(Material for this exercise Opens)

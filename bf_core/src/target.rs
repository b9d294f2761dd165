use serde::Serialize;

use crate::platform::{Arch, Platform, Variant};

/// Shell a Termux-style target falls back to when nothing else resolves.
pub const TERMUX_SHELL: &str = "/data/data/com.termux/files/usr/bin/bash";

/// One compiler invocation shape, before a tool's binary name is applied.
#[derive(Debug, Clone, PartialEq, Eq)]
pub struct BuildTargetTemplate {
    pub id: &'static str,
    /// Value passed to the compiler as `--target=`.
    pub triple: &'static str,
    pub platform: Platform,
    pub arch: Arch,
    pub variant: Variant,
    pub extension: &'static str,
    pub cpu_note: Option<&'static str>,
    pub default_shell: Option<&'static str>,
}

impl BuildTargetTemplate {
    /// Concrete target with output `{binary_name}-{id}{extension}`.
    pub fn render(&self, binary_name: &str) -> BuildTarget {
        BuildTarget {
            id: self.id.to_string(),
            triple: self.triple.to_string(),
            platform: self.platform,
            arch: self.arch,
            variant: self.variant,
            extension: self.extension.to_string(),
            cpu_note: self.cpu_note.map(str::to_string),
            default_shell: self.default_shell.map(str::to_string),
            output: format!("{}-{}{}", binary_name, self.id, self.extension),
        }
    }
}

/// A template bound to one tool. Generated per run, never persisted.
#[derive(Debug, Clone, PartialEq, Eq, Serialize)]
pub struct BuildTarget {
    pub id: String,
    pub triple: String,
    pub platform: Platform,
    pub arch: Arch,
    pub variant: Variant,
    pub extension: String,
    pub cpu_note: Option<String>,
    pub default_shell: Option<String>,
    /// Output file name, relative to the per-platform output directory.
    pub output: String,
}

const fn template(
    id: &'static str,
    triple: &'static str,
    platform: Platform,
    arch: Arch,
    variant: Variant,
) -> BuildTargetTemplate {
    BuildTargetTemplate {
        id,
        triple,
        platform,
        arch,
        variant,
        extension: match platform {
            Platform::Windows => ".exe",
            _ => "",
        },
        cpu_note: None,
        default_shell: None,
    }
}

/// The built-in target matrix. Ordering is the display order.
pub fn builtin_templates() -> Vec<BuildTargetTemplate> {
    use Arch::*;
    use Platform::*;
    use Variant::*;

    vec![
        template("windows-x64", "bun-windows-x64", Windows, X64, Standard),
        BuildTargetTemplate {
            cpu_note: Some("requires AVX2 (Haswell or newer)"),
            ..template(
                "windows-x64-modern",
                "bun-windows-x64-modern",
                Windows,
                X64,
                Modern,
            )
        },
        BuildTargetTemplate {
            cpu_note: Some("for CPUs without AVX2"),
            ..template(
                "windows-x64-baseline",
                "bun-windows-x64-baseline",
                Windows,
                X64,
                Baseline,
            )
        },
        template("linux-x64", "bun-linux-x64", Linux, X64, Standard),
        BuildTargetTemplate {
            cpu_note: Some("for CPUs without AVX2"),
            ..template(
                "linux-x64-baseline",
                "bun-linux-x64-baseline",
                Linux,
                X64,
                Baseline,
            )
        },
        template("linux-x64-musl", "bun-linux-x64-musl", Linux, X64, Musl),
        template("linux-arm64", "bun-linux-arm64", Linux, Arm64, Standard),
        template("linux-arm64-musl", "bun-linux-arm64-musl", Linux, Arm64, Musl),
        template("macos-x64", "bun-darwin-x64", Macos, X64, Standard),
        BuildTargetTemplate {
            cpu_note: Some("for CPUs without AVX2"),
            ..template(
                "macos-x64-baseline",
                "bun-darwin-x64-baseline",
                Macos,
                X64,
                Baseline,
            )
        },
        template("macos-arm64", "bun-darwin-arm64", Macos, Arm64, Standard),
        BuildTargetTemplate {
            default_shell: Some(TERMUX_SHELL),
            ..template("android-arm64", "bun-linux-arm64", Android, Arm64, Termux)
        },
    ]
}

(Material for this exercise Closes)

■ Task to complete ■
Extract all of the data above and output it character for character.

■ Solution to this task ■
filename bf_core/src/target.rs
repository b9d294f2761dd165
use serde::Serialize;

use crate::platform::{Arch, Platform, Variant};

/// Shell a Termux-style target falls back to when nothing else resolves.
pub const TERMUX_SHELL: &str = "/data/data/com.termux/files/usr/bin/bash";

/// One compiler invocation shape, before a tool's binary name is applied.
#[derive(Debug, Clone, PartialEq, Eq)]
pub struct BuildTargetTemplate {
    pub id: &'static str,
    /// Value passed to the compiler as `--target=`.
    pub triple: &'static str,
    pub platform: Platform,
    pub arch: Arch,
    pub variant: Variant,
    pub extension: &'static str,
    pub cpu_note: Option<&'static str>,
    pub default_shell: Option<&'static str>,
}

impl BuildTargetTemplate {
    /// Concrete target with output `{binary_name}-{id}{extension}`.
    pub fn render(&self, binary_name: &str) -> BuildTarget {
        BuildTarget {
            id: self.id.to_string(),
            triple: self.triple.to_string(),
            platform: self.platform,
            arch: self.arch,
            variant: self.variant,
            extension: self.extension.to_string(),
            cpu_note: self.cpu_note.map(str::to_string),
            default_shell: self.default_shell.map(str::to_string),
            output: format!("{}-{}{}", binary_name, self.id, self.extension),
        }
    }
}

/// A template bound to one tool. Generated per run, never persisted.
#[derive(Debug, Clone, PartialEq, Eq, Serialize)]
pub struct BuildTarget {
    pub id: String,
    pub triple: String,
    pub platform: Platform,
    pub arch: Arch,
    pub variant: Variant,
    pub extension: String,
    pub cpu_note: Option<String>,
    pub default_shell: Option<String>,
    /// Output file name, relative to the per-platform output directory.
    pub output: String,
}

const fn template(
    id: &'static str,
    triple: &'static str,
    platform: Platform,
    arch: Arch,
    variant: Variant,
) -> BuildTargetTemplate {
    BuildTargetTemplate {
        id,
        triple,
        platform,
        arch,
        variant,
        extension: match platform {
            Platform::Windows => ".exe",
            _ => "",
        },
        cpu_note: None,
        default_shell: None,
    }
}

/// The built-in target matrix. Ordering is the display order.
pub fn builtin_templates() -> Vec<BuildTargetTemplate> {
    use Arch::*;
    use Platform::*;
    use Variant::*;

    vec![
        template("windows-x64", "bun-windows-x64", Windows, X64, Standard),
        BuildTargetTemplate {
            cpu_note: Some("requires AVX2 (Haswell or newer)"),
            ..template(
                "windows-x64-modern",
                "bun-windows-x64-modern",
                Windows,
                X64,
                Modern,
            )
        },
        BuildTargetTemplate {
            cpu_note: Some("for CPUs without AVX2"),
            ..template(
                "windows-x64-baseline",
                "bun-windows-x64-baseline",
                Windows,
                X64,
                Baseline,
            )
        },
        template("linux-x64", "bun-linux-x64", Linux, X64, Standard),
        BuildTargetTemplate {
            cpu_note: Some("for CPUs without AVX2"),
            ..template(
                "linux-x64-baseline",
                "bun-linux-x64-baseline",
                Linux,
                X64,
                Baseline,
            )
        },
        template("linux-x64-musl", "bun-linux-x64-musl", Linux, X64, Musl),
        template("linux-arm64", "bun-linux-arm64", Linux, Arm64, Standard),
        template("linux-arm64-musl", "bun-linux-arm64-musl", Linux, Arm64, Musl),
        template("macos-x64", "bun-darwin-x64", Macos, X64, Standard),
        BuildTargetTemplate {
            cpu_note: Some("for CPUs without AVX2"),
            ..template(
                "macos-x64-baseline",
                "bun-darwin-x64-baseline",
                Macos,
                X64,
                Baseline,
            )
        },
        template("macos-arm64", "bun-darwin-arm64", Macos, Arm64, Standard),
        BuildTargetTemplate {
            default_shell: Some(TERMUX_SHELL),
            ..template("android-arm64", "bun-linux-arm64", Android, Arm64, Termux)
        },
    ]
}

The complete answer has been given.